Kota Bharu, hoofdstad van de staat Kelantan, ligt in het uiterste noordoosten van Maleisië, tegen de grens met Thailand aan. Het heeft bijna een eeuw geduurd voor de Britten, die Maleisië in 1824 overnamen van de Nederlanders, zover kwamen. Om die reden geldt Kelantan nog steeds als het meest ‘oosterse’ en ‘Maleisische’ deel van het land.

In  de praktijk betekent dat: meest islamitisch. Goudversierde moskeeën, zuilen met de geopende Koran op de top, veel Arabische teksten, halal eten en opnieuw –na Tenggol– geen bier. Al een week staan wij, dorstige reizigers, droog. Maar dat terzijde. Maleisië telt dertien staten en die zijn behoorlijk autonoom. Kelantan wordt geregeerd door een islamitische partij (PAS) en kent sharia-wetgeving; een paar jaar geleden wilde de PAS lijfstraffen invoeren, maar dat streven is geblokkeerd door de federale regering in Kuala Lumpur. Maar aan de alcohol zijn ze in Kuala Lumpur nog niet toegekomen, kennelijk.


Cameron Highlands

26 - 28 september 2016

Een bus is mooi, zeker een mooie bus, maar we huren toch voor een weekje een auto. Dat schiet wat meer op en de tijd dringt, we hebben nog maar drie maanden. Haha.

Met die auto, een Proton van Maleisische makelij, steken we het land dwars door, van Kota Bharu naar de Cameron Highlands. Zes uurtjes rijden over een tweebaansweg, door het binnenland dat gaandeweg steeds meer verlaten en bergachtig wordt. Een heel verschil met de oostkust waar het plat en dichtbevolkt is.
 

Georgetown

28 - 30 september 2016

Penang is een eiland voor de westkust, met het vasteland verbonden via twee bruggen, de een nog langer dan de andere: 14 kilometer en 24 kilometer. Omdat Malakka al in handen was van eerst de Portugezen en later de Hollanders besloten de Engelsen in 1786 hier maar een handelspost te vestigen. Ze noemden de plek naar hun koning, Georgetown.

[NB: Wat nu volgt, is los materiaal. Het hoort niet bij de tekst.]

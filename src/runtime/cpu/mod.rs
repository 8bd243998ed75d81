//! CPU runtime implementation
//!
//! The host CPU stands in for a many-core accelerator: each execution unit is
//! one task on the rayon pool (or a plain loop iteration without the `rayon`
//! feature), with its own row buffers and a statically assigned set of rows.
//! Units never wait on each other and never share mutable state.

mod client;
mod device;
pub mod kernels;

pub use client::{CpuClient, ParallelismConfig};
pub use device::{CpuPlatform, DEFAULT_TRANSFER_GRANULARITY};
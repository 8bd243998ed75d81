//! Distance operations
//!
//! The `DistanceOps` trait is the public entry point; backends implement it
//! on their client type. Validation shared by every backend lives in
//! `distance_common`.

mod distance;
pub mod distance_common;

pub use distance::{DistanceOps, Exponent, RootMode};
pub use distance_common::pdist_output_shape;
//! Local row buffers for streaming rows out of the input matrix.
//!
//! Every buffer is `aligned_row_len` elements long. Loading a row copies its
//! `m` elements and zero-fills the tail, so padding never carries data from
//! the next row of the source matrix.

use crate::dtype::Element;

/// One zero-padded local copy of an input row.
#[derive(Debug, Clone)]
pub struct RowBuffer<T> {
    data: Box<[T]>,
    len: usize,
    row: Option<usize>,
}

impl<T: Element> RowBuffer<T> {
    /// Allocate a zeroed buffer of `aligned_len` elements.
    pub fn new(aligned_len: usize) -> Self {
        Self {
            data: vec![T::zero(); aligned_len].into_boxed_slice(),
            len: 0,
            row: None,
        }
    }

    /// Copy `src` into the front of the buffer and zero the rest.
    ///
    /// # Panics
    ///
    /// Panics if `src` is longer than the buffer.
    #[inline]
    pub fn load(&mut self, row: usize, src: &[T]) {
        let (head, tail) = self.data.split_at_mut(src.len());
        head.copy_from_slice(src);
        tail.fill(T::zero());
        self.len = src.len();
        self.row = Some(row);
    }

    /// The loaded row's `m` elements (padding excluded)
    #[inline]
    pub fn row(&self) -> &[T] {
        &self.data[..self.len]
    }

    /// The whole buffer including zero padding
    #[inline]
    pub fn padded(&self) -> &[T] {
        &self.data
    }

    /// Index of the loaded row, if any
    #[inline]
    pub fn row_index(&self) -> Option<usize> {
        self.row
    }

    /// Mark the buffer free. Contents are left in place.
    #[inline]
    pub fn release(&mut self) {
        self.row = None;
    }

    /// Buffer capacity in elements
    #[inline]
    pub fn capacity(&self) -> usize {
        self.data.len()
    }
}

/// Two-slot rotation for the outer row.
///
/// While the front slot is read by the inner loop, the next owned row is
/// loaded into the back slot; [`DoubleBuffer::advance`] swaps them. A single
/// slot would give the same results, only without the overlap.
#[derive(Debug, Clone)]
pub struct DoubleBuffer<T> {
    slots: [RowBuffer<T>; 2],
    front: usize,
}

impl<T: Element> DoubleBuffer<T> {
    /// Allocate both slots at `aligned_len` elements.
    pub fn new(aligned_len: usize) -> Self {
        Self {
            slots: [RowBuffer::new(aligned_len), RowBuffer::new(aligned_len)],
            front: 0,
        }
    }

    /// The slot currently being computed against
    #[inline]
    pub fn front(&self) -> &RowBuffer<T> {
        &self.slots[self.front]
    }

    /// Load into the current slot
    #[inline]
    pub fn load_front(&mut self, row: usize, src: &[T]) {
        self.slots[self.front].load(row, src);
    }

    /// Load the next row into the idle slot
    #[inline]
    pub fn prefetch(&mut self, row: usize, src: &[T]) {
        self.slots[1 - self.front].load(row, src);
    }

    /// Release the front slot and promote the prefetched one.
    ///
    /// Returns the promoted row index, or `None` if nothing was prefetched.
    #[inline]
    pub fn advance(&mut self) -> Option<usize> {
        self.slots[self.front].release();
        self.front = 1 - self.front;
        self.slots[self.front].row_index()
    }
}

Weer speelt onze verbeelding ons parten. Georgetown is geen authentiek klein plaatsje, maar een grote stad met 400.000 inwoners, een hoop lelijke flats waar Maleisië patent op lijkt te hebben en drukke straten die allemaal Jalan sehala heten, eenrichtingsweg, zodat we onbedoeld eerst nog wat aan sightseeing doen voordat we er in slagen de auto te parkeren voor hotel 1926 Heritage Inn aan de Jalan Burma. Vanaf hier is het een kwartiertje met de bus naar het centrum. De oude kern is werelderfgoed en bestaat uit een vierkant patroon van bedrijvige straatjes waar toeristen doorheen drommen. Net als in Singapore is er weer een ‘little India’, maar 0pvallender is het Chinese karakter van de stad: veel Chinese mensen, winkels, tempels, restaurants. Waar de Chinezen in heel Maleisië ongeveer een kwart van de bevolking uitmaken zijn ze in Georgetown in de meerderheid. Verder zie je veel Anglicaanse kerken, erfenis van de Engelsen.  



Kolere Lumpur

30 september 2016

Wat een dramatische stad is dat, zeg!

Vrijdagmiddag, uurtje of vijf. Onderweg van Georgetown naar Melaka, lekker cruisen op de E1, de uitstekende snelweg langs de westkust. Wende kijkt naar ‘Rapunzel’, papa doet een powernap en mama neemt een fatale afslag. Por in de zij.
-Wakker worden, hier begint het druk te worden.
-Huh? Wat? Waar zijn we?
-In de buurt van Kuala Lumpur. Net was de afslag naar Johor Bharu, maar die heb ik niet genomen natuurlijk.
-Niet?!? Die moesten we hebben!!!
-O… Nou ja, dan draaien we gewoon weer de andere kant op zodra we langs de tol zijn.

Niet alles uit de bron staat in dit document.